Note: If you want to help, see the Contributions section below and choose what features you would like to take on.

How it works

Usage Flow:

  1. Run the CLI by givig it the ZIP trace files that Playwright generated.
  2. It returns a list of results for each test with analyses of what went wrong, why and what to do about it.
  3. They can be read in terminal, but for better UX, a HTML page is generated to more easily read them.
  4. User has the ability to enter AI Agent mode where he directly interacts with a certain test and get more debugging info in natural language.
  5. Can loop with a chat-like interface on the same test or choose others to interact with.
Usage: playwright-ai-debugger [options] <zipFiles...>

Arguments:
  zipFiles              ZipFiles with the trace logs from Playwright

Options:
  --api-key             OpenAI API Key

Install

npm install -g playwright-ai-debugger

Note: You will be required for an OpenAI API Key.

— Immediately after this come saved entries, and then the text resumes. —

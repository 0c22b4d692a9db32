//! Error kinds raised by the store, the dispatcher, the tracker and the
//! argument parser.
//!
//! Every error is raised synchronously at the point of violation. Apart from
//! [`StoreError::UnknownActionName`] and [`StoreError::InvalidActionReference`]
//! they all indicate programming errors.

use serde_json::Value;

use crate::key::Key;

pub type Result<T> = std::result::Result<T, StoreError>;

#[derive(Debug, Clone, PartialEq, thiserror::Error)]
pub enum StoreError {
    /// A key was given as a value that is neither a string nor a symbol.
    #[error("Cannot use a key of type '{found}'. Expecting 'string' or 'symbol'.")]
    InvalidKeyType { found: &'static str },

    /// `create` was given an initial value that contradicts the existing one.
    #[error(
        "Refusing to override existing value with initialization data for key {key}. \
         Create the key without an initialization value."
    )]
    ConflictingInitialization { key: Key },

    #[error("Cannot dispatch a value of type '{found}'. Expecting an action, a handle or an action name.")]
    InvalidActionReference { found: &'static str },

    #[error("No action is registered under the name '{0}'.")]
    UnknownActionName(String),

    /// An action returned something other than a diff object.
    #[error("Actions must return an object of changed keys, got '{found}'.")]
    InvalidActionResult { found: &'static str },

    #[error("{0}")]
    IllegalMutation(String),

    /// `dispatch` was called on a store while one of its actions was running.
    #[error("Refusing to dispatch while another action of the same store is running.")]
    ReentrantDispatch,

    #[error(
        "Refusing to overwrite store props with parent-injected props. \
         The name(s) {} are passed down by the parent, resulting in a naming conflict.",
        .0.join(", ")
    )]
    NamingConflict(Vec<String>),

    #[error("Cannot parse arguments of type(s) [{}].", .0.join(", "))]
    UnparseableArguments(Vec<&'static str>),

    /// A handle outlived every `Store` referencing its slot table.
    #[error("The store this handle belongs to has been dropped.")]
    StoreDropped,
}

/// JSON type name used in error messages.
pub fn value_type_name(value: &Value) -> &'static str {
    match value {
        Value::Null => "null",
        Value::Bool(_) => "boolean",
        Value::Number(_) => "number",
        Value::String(_) => "string",
        Value::Array(_) => "array",
        Value::Object(_) => "object",
    }
}
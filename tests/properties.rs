//! Property tests for the slot table and the dispatcher.

use std::cell::RefCell;
use std::rc::Rc;

use proptest::prelude::*;
use serde_json::{json, Map, Value};
use slotstate::{Action, Store, StoreView, Subscriber};

fn json_leaf() -> impl Strategy<Value = Value> {
    prop_oneof![
        Just(Value::Null),
        any::<bool>().prop_map(Value::from),
        any::<i64>().prop_map(Value::from),
        "[a-z]{0,8}".prop_map(Value::from),
    ]
}

fn json_value() -> impl Strategy<Value = Value> {
    json_leaf().prop_recursive(2, 16, 4, |inner| {
        prop_oneof![
            prop::collection::vec(inner.clone(), 0..4).prop_map(Value::from),
            prop::collection::btree_map("[a-z]{1,4}", inner, 0..4)
                .prop_map(|map| Value::Object(map.into_iter().collect())),
        ]
    })
}

proptest! {
    #[test]
    fn create_then_get_round_trips(key in "[a-zA-Z_]{1,12}", value in json_value()) {
        let store = Store::default();
        store.create(key.as_str(), Some(value.clone())).unwrap();
        prop_assert_eq!(store.value(&key), Some(value.clone()));
        // Re-creating with the same value is a no-op.
        store.create(key.as_str(), Some(value.clone())).unwrap();
        prop_assert_eq!(store.value(&key), Some(value));
    }

    #[test]
    fn every_set_notifies_once_with_previous_value(values in prop::collection::vec(json_value(), 1..8)) {
        let store = Store::default();
        let calls = Rc::new(RefCell::new(Vec::new()));
        let calls_clone = calls.clone();
        let sub = Subscriber::new(move |new, old| {
            calls_clone.borrow_mut().push((new.value.clone(), old.value.clone()));
            Ok(())
        });
        store.subscribe("key", &sub).unwrap();

        let mut previous = None;
        for value in &values {
            store.set("key".into(), value.clone()).unwrap();
            let last = calls.borrow().last().cloned();
            prop_assert_eq!(last, Some((Some(value.clone()), previous.clone())));
            previous = Some(value.clone());
        }
        prop_assert_eq!(calls.borrow().len(), values.len());
    }

    #[test]
    fn dispatch_applies_whole_diff(diff in prop::collection::btree_map("[a-z]{1,6}", json_leaf(), 0..6)) {
        let store = Store::default();
        let expected: Map<String, Value> = diff.into_iter().collect();
        let returned = Value::Object(expected.clone());
        let action = Action::new(move |_, _| Ok(returned.clone()));

        prop_assert_eq!(store.dispatch(action.into(), &[]), Ok(true));
        prop_assert_eq!(store.snapshot(), expected);
    }

    #[test]
    fn non_object_results_never_mutate(result in json_leaf(), seed in any::<i64>()) {
        let store = Store::builder().value("seed", json!(seed)).build().unwrap();
        let before = store.snapshot();
        let action = Action::new(move |_, _| Ok(result.clone()));

        prop_assert!(store.dispatch(action.into(), &[]).is_err());
        prop_assert_eq!(store.snapshot(), before);
    }
}
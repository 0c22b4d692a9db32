use std::fmt;
use std::rc::Rc;
use std::sync::atomic::{AtomicUsize, Ordering};

use serde_json::Value;

use crate::error::{value_type_name, Result};
use crate::store::{StoreView, WeakStore};

static NEXT_ACTION: AtomicUsize = AtomicUsize::new(0);

type ActionFn = dyn Fn(&dyn StoreView, &[Value]) -> Result<Value>;

/// A state transition: `(guarded store, args) -> diff`.
///
/// The returned value must be a JSON object mapping changed keys to their new
/// values. Clones share identity.
#[derive(Clone)]
pub struct Action {
    id: usize,
    run: Rc<ActionFn>,
}

impl Action {
    pub fn new<F>(run: F) -> Self
    where
        F: Fn(&dyn StoreView, &[Value]) -> Result<Value> + 'static,
    {
        Self {
            id: NEXT_ACTION.fetch_add(1, Ordering::Relaxed),
            run: Rc::new(run),
        }
    }

    pub fn id(&self) -> usize {
        self.id
    }

    pub(crate) fn invoke(&self, store: &dyn StoreView, args: &[Value]) -> Result<Value> {
        (self.run)(store, args)
    }
}

impl PartialEq for Action {
    fn eq(&self, other: &Self) -> bool {
        self.id == other.id
    }
}

impl fmt::Debug for Action {
    fn fmt(&self, f: &mut fmt::Formatter<'_>) -> fmt::Result {
        f.debug_struct("Action").field("id", &self.id).finish()
    }
}

/// An [`Action`] registered on a store, callable without naming the store.
///
/// Dispatching a handle on any store always runs it against the store that
/// created it.
#[derive(Clone)]
pub struct ActionHandle {
    pub(crate) action: Action,
    pub(crate) name: Option<String>,
    pub(crate) store: WeakStore,
}

impl ActionHandle {
    /// Dispatch the wrapped action with `args` against the owning store.
    pub fn call(&self, args: &[Value]) -> Result<bool> {
        let store = self.store.upgrade()?;
        store.dispatch(ActionRef::Action(self.action.clone()), args)
    }

    pub fn name(&self) -> Option<&str> {
        self.name.as_deref()
    }

    pub fn action(&self) -> &Action {
        &self.action
    }
}

impl PartialEq for ActionHandle {
    fn eq(&self, other: &Self) -> bool {
        self.action == other.action && self.store.ptr_eq(&other.store)
    }
}

impl fmt::Debug for ActionHandle {
    fn fmt(&self, f: &mut fmt::Formatter<'_>) -> fmt::Result {
        f.debug_struct("ActionHandle")
            .field("name", &self.name)
            .field("action", &self.action.id)
            .finish()
    }
}

/// Target of a dispatch.
#[derive(Debug, Clone, PartialEq)]
pub enum ActionRef {
    Handle(ActionHandle),
    Name(String),
    Action(Action),
    /// A dynamic value that names no action; dispatching it fails with
    /// `InvalidActionReference`.
    Unresolvable(&'static str),
}

impl From<ActionHandle> for ActionRef {
    fn from(handle: ActionHandle) -> Self {
        ActionRef::Handle(handle)
    }
}

impl From<&ActionHandle> for ActionRef {
    fn from(handle: &ActionHandle) -> Self {
        ActionRef::Handle(handle.clone())
    }
}

impl From<Action> for ActionRef {
    fn from(action: Action) -> Self {
        ActionRef::Action(action)
    }
}

impl From<&Action> for ActionRef {
    fn from(action: &Action) -> Self {
        ActionRef::Action(action.clone())
    }
}

impl From<&str> for ActionRef {
    fn from(name: &str) -> Self {
        ActionRef::Name(name.to_string())
    }
}

impl From<String> for ActionRef {
    fn from(name: String) -> Self {
        ActionRef::Name(name)
    }
}

impl From<&Value> for ActionRef {
    fn from(value: &Value) -> Self {
        match value {
            Value::String(name) => ActionRef::Name(name.clone()),
            other => ActionRef::Unresolvable(value_type_name(other)),
        }
    }
}
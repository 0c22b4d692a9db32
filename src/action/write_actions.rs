use heck::ToUpperCamelCase;
use indexmap::IndexMap;
use serde_json::{Map, Value};

use super::action::Action;

/// Name of the generated setter for `key`: `counter` becomes `setCounter`.
pub fn setter_name(key: &str) -> String {
    format!("set{}", key.to_upper_camel_case())
}

/// Build one `set<Key>` action per key.
///
/// Each action writes its first argument to its key, or `null` when called
/// without arguments. The updater form, which derives the new value from the
/// current one, is only available through [`Setter::update`](crate::props::Setter::update).
pub fn prepare_write_actions<I, S>(keys: I) -> IndexMap<String, Action>
where
    I: IntoIterator<Item = S>,
    S: AsRef<str>,
{
    keys.into_iter()
        .map(|key| {
            let key = key.as_ref().to_string();
            let name = setter_name(&key);
            let action = Action::new(move |_, args| {
                let value = args.first().cloned().unwrap_or(Value::Null);
                let mut diff = Map::new();
                diff.insert(key.clone(), value);
                Ok(Value::Object(diff))
            });
            (name, action)
        })
        .collect()
}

One can be obtained at: https://platform.openai.com/account/api-keys

Contributions

There are a couple of things that need to be done to be able to use this CLI in a more scalable way:

  1. Most traces will exceed the context window of the LLM. LLMs with bigger context windows can be used, but a strategy to chunk the traces and get responses on them should be implemented.
  2. It needs the option to be given a folder with multiple zips, rather than giving them one by one.
  3. Though the error handling is ok, it should be improved for edge cases, especially if the traces might be corrupted (that happens sometimes with Playwright).
  4. Retry mechanisms with exponential backoff for transient errors (e.g., network issues when calling the LLM API).
  5. If the amount of tests to be analyzed is very high, they need to be added to a queue and provided to the LLMs sequentially so that we stay below the LLM's rate limit. (OpenAI's is relatively high, but for other providers it can be lower).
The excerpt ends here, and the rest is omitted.